Look through the data below and show every line that includes "ShareMethod".

Data to process: Begin

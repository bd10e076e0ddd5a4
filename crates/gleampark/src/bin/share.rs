//! Reads a snippet from stdin, prints its playground URL, and optionally
//! delivers it per a share method given on the command line.
//!
//! Usage: `gleam-play-share [clipboard|browser|both|none] < snippet.gleam`

use std::io::Read;
use std::path::Path;
use std::process::ExitCode;

use gleampark::{share_to_playground, Settings, ShareMethod, TerminalHost};
use gleampark_playground::build_playground_url;

const SETTINGS_FILE: &str = "gleampark.toml";

fn main() -> ExitCode {
    let method = match std::env::args().nth(1).as_deref() {
        None | Some("none") => None,
        Some("clipboard") => Some(ShareMethod::Clipboard),
        Some("browser") => Some(ShareMethod::Browser),
        Some("both") => Some(ShareMethod::Both),
        Some(other) => {
            eprintln!("unknown share method: {other}");
            eprintln!("usage: gleam-play-share [clipboard|browser|both|none] < snippet.gleam");
            return ExitCode::FAILURE;
        }
    };

    let mut code = String::new();
    if let Err(err) = std::io::stdin().read_to_string(&mut code) {
        eprintln!("error: could not read snippet from stdin: {err}");
        return ExitCode::FAILURE;
    }

    println!("{}", build_playground_url(&code));

    let Some(method) = method else {
        return ExitCode::SUCCESS;
    };
    let mut settings = Settings::load_or_default(Path::new(SETTINGS_FILE));
    settings.share_method = method;

    let mut host = TerminalHost::with_selection(code);
    match share_to_playground(&mut host, &settings) {
        Ok(()) => ExitCode::SUCCESS,
        Err(err) => {
            eprintln!("error: {err}");
            ExitCode::FAILURE
        }
    }
}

Data to process: End

### Exercise output
use gleampark::{share_to_playground, Settings, ShareMethod, TerminalHost};
        Some("clipboard") => Some(ShareMethod::Clipboard),
        Some("browser") => Some(ShareMethod::Browser),
        Some("both") => Some(ShareMethod::Both),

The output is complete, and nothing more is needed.